BEGIN Information
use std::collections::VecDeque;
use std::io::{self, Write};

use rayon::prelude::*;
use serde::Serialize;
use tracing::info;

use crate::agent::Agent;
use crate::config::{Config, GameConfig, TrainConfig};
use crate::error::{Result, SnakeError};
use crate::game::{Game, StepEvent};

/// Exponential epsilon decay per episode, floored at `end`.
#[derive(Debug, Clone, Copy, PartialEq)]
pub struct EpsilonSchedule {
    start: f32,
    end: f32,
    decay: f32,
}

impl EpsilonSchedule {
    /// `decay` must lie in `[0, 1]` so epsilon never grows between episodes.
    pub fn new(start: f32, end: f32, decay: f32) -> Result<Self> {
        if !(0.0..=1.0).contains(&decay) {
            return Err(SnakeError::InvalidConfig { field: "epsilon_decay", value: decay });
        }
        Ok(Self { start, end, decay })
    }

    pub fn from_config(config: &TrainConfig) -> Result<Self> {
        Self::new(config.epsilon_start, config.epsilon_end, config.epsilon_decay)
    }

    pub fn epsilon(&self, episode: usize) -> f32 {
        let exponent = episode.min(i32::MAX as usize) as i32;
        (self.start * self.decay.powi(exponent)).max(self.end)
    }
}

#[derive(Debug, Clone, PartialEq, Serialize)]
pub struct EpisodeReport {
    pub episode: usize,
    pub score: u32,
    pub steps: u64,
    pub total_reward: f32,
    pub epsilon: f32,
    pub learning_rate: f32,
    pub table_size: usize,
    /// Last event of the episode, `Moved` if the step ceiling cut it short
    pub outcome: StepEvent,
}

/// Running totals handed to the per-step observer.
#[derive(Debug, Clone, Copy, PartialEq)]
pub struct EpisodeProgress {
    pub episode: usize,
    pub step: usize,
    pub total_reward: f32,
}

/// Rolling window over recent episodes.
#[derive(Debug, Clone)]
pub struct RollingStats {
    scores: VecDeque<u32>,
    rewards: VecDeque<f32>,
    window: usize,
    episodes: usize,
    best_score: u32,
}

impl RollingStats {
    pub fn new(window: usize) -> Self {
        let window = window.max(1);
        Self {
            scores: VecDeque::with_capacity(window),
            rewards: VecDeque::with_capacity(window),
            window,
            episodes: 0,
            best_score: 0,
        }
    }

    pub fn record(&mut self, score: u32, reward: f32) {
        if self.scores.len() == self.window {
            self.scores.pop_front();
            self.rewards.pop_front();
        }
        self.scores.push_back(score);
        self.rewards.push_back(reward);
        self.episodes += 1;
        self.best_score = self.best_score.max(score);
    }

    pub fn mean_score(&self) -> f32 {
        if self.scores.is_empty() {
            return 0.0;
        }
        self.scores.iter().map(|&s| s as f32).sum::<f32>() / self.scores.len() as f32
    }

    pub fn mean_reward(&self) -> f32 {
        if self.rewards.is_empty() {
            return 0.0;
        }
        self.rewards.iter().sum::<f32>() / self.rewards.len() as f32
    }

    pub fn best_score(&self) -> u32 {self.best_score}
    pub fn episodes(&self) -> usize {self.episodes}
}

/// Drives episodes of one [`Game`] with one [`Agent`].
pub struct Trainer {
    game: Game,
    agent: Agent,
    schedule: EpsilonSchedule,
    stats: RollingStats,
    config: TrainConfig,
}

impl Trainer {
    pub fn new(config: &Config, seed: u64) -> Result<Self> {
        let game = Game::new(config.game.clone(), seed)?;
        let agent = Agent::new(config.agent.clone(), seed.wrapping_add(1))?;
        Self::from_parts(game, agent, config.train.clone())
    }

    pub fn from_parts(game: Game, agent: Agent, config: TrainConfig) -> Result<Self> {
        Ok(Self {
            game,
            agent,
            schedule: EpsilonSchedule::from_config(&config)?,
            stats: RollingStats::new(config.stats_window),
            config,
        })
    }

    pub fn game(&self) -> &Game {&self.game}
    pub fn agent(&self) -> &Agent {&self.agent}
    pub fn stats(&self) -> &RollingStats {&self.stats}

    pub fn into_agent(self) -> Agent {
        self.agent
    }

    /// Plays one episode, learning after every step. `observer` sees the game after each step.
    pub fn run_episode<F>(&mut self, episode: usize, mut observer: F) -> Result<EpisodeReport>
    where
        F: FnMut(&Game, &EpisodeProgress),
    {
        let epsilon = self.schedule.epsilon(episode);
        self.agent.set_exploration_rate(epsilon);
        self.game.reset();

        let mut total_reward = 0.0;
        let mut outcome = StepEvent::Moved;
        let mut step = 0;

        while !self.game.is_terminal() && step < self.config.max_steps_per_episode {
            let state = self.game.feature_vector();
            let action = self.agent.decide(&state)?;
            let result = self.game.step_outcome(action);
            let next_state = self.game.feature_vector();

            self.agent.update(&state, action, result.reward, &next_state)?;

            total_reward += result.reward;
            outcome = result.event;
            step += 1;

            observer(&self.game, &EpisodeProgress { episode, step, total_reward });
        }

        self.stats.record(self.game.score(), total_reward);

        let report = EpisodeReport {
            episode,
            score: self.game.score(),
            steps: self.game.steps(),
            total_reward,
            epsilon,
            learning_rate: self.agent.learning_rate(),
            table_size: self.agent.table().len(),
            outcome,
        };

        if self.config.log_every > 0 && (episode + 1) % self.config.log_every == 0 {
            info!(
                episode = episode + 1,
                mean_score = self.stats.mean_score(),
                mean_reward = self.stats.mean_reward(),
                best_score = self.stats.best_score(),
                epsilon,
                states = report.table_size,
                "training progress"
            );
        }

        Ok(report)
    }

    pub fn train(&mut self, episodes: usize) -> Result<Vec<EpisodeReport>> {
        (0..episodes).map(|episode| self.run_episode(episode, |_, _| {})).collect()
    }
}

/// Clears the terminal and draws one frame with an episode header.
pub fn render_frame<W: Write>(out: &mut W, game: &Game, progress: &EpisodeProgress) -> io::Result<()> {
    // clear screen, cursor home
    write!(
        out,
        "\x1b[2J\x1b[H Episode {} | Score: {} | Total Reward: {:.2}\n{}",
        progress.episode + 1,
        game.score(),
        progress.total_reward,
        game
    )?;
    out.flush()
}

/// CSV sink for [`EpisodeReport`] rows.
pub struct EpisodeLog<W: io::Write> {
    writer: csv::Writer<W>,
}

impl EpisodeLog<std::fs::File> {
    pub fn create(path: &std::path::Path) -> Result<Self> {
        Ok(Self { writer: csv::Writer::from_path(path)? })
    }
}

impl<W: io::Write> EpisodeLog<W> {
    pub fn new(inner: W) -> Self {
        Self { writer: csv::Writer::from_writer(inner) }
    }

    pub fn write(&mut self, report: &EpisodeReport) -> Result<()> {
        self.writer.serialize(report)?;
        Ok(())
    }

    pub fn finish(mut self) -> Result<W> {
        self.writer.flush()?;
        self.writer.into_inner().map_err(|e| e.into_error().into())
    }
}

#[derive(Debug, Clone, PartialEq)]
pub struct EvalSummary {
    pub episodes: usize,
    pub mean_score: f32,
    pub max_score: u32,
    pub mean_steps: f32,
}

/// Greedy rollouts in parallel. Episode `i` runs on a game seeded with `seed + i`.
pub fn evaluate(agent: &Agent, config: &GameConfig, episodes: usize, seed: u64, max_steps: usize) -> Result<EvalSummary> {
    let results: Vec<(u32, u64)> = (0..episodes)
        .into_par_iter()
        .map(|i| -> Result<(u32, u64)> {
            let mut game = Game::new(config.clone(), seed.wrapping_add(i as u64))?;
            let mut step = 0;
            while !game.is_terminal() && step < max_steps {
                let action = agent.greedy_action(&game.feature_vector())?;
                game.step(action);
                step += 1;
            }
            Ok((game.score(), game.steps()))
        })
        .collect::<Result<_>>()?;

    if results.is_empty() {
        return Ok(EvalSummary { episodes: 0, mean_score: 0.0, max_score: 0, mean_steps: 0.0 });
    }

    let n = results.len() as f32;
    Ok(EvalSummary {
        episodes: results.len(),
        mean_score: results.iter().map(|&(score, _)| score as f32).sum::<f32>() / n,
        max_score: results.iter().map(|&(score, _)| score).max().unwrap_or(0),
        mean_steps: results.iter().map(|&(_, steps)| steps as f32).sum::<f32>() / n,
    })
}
END Information
Whenever "EpisodeLog" occurs in a line above, copy that line.

pub struct EpisodeLog<W: io::Write> {
impl EpisodeLog<std::fs::File> {
impl<W: io::Write> EpisodeLog<W> {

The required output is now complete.